►
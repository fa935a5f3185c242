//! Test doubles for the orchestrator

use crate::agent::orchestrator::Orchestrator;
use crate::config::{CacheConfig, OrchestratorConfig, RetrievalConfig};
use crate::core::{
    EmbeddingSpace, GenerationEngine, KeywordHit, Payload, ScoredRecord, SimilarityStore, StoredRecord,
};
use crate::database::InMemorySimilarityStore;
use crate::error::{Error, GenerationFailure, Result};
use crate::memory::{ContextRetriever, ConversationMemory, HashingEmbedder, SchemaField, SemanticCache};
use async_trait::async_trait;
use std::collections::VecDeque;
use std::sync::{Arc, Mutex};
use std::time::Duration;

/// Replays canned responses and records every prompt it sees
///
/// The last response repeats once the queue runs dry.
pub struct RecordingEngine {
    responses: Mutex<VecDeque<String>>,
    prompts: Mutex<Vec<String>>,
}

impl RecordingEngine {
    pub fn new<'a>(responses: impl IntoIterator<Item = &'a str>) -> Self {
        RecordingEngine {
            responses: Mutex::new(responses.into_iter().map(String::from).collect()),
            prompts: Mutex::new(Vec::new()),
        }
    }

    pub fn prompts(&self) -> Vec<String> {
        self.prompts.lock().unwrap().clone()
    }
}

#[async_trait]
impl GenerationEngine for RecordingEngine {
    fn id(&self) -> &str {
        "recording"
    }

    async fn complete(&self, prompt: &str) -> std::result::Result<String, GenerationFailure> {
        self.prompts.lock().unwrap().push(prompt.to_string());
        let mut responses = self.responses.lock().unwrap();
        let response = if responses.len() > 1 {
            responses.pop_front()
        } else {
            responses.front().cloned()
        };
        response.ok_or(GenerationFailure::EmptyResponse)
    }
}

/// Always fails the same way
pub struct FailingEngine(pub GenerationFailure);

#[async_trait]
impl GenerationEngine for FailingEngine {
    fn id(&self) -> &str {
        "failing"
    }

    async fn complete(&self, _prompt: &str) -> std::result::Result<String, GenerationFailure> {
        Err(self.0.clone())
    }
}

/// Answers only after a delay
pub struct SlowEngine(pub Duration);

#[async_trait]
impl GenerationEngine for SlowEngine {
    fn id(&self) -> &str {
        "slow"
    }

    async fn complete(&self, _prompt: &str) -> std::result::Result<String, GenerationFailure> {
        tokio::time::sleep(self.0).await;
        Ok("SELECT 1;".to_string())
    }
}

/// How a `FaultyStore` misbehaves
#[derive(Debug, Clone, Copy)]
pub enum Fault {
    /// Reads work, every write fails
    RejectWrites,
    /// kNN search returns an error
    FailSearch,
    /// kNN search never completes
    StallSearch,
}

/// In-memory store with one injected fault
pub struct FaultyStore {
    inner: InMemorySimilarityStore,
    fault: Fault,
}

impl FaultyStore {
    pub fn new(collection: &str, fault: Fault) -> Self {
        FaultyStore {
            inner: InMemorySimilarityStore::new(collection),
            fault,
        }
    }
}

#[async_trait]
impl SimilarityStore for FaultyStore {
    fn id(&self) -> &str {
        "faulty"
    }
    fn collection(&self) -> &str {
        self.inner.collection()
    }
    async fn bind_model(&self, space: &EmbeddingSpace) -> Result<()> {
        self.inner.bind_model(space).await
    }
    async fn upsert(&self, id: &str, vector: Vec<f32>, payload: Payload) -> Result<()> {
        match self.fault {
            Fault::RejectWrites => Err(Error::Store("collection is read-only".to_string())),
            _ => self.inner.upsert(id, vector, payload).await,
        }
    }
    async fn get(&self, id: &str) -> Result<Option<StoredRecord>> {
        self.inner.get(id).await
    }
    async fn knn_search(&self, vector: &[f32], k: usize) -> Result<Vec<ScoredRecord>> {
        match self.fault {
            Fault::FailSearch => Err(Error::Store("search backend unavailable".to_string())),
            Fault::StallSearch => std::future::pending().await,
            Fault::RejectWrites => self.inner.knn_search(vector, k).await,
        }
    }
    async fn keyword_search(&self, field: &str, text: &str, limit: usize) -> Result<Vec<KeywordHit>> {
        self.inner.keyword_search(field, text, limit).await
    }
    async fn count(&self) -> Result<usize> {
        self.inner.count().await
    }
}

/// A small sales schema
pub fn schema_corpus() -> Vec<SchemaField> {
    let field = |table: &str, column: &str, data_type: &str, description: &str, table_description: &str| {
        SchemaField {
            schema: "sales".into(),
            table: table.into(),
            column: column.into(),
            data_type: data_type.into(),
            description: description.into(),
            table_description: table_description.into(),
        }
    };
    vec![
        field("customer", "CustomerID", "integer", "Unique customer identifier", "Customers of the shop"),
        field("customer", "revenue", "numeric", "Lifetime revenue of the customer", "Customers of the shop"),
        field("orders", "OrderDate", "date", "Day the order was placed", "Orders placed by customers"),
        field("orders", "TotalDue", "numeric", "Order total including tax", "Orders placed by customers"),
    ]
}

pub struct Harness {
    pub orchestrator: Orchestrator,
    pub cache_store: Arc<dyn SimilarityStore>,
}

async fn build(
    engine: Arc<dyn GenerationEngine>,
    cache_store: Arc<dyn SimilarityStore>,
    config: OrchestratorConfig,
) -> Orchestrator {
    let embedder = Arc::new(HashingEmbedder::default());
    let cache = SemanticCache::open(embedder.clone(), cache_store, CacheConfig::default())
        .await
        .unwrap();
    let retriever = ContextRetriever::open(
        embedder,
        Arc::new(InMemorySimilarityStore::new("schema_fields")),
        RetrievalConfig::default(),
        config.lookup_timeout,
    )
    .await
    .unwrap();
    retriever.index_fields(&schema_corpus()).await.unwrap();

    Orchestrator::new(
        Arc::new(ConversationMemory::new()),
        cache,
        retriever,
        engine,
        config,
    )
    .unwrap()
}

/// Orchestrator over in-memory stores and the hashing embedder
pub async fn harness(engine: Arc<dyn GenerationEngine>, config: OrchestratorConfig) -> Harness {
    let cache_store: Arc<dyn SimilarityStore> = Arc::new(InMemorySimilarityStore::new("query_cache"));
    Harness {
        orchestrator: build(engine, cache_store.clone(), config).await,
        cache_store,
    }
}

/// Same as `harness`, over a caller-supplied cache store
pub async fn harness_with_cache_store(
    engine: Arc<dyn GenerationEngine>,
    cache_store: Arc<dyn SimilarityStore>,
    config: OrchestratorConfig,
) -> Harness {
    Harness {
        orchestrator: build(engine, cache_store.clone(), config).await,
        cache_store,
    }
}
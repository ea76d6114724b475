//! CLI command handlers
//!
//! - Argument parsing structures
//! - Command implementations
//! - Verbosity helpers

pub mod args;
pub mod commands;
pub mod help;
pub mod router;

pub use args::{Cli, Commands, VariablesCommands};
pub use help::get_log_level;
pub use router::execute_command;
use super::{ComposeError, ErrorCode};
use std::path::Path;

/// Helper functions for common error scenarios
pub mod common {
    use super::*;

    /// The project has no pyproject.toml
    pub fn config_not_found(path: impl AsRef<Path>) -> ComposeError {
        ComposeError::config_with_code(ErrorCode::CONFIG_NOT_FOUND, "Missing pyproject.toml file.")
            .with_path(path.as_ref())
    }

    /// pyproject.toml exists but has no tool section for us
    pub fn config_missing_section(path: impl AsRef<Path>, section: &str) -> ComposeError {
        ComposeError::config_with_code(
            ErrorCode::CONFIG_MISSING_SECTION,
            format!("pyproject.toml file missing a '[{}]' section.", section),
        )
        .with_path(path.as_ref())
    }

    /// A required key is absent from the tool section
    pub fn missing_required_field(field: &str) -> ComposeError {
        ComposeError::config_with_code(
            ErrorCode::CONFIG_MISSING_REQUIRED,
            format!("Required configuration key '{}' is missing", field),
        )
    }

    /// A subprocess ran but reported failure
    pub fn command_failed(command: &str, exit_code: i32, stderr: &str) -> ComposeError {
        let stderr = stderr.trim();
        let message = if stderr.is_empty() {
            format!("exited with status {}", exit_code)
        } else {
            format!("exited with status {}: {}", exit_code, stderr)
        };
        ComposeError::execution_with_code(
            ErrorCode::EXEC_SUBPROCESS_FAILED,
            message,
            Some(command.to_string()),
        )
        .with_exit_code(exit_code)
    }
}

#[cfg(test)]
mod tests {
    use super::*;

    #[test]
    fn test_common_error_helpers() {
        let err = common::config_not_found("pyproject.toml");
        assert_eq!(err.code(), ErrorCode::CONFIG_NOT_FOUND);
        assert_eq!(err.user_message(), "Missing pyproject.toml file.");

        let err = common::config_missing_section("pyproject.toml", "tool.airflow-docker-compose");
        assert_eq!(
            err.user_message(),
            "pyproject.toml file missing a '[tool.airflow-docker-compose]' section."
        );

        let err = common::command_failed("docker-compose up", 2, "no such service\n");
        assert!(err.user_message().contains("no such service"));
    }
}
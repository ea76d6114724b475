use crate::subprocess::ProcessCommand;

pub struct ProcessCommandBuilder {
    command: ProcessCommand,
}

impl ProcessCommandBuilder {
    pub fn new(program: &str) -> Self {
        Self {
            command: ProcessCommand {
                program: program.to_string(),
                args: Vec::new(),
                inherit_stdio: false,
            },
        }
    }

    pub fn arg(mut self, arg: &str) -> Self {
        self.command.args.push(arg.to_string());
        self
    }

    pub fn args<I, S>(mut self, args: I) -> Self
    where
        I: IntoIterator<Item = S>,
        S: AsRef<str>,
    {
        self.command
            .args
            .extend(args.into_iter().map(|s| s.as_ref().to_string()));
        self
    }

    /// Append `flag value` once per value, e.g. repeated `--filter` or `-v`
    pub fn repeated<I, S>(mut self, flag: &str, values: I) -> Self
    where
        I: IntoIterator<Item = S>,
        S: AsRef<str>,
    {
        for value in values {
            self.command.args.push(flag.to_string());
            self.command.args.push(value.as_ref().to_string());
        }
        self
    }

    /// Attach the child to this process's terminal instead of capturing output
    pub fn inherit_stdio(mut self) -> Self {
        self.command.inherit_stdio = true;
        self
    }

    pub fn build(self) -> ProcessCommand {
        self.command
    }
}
◄
> [WHAT YOU NEED TO DO] Show the lines in the entries above that include the string "pyproject".

> [OUTPUT OF THE EXERCISE]
    /// The project has no pyproject.toml
        ComposeError::config_with_code(ErrorCode::CONFIG_NOT_FOUND, "Missing pyproject.toml file.")
    /// pyproject.toml exists but has no tool section for us
            format!("pyproject.toml file missing a '[{}]' section.", section),
        let err = common::config_not_found("pyproject.toml");
        assert_eq!(err.user_message(), "Missing pyproject.toml file.");
        let err = common::config_missing_section("pyproject.toml", "tool.airflow-docker-compose");
            "pyproject.toml file missing a '[tool.airflow-docker-compose]' section."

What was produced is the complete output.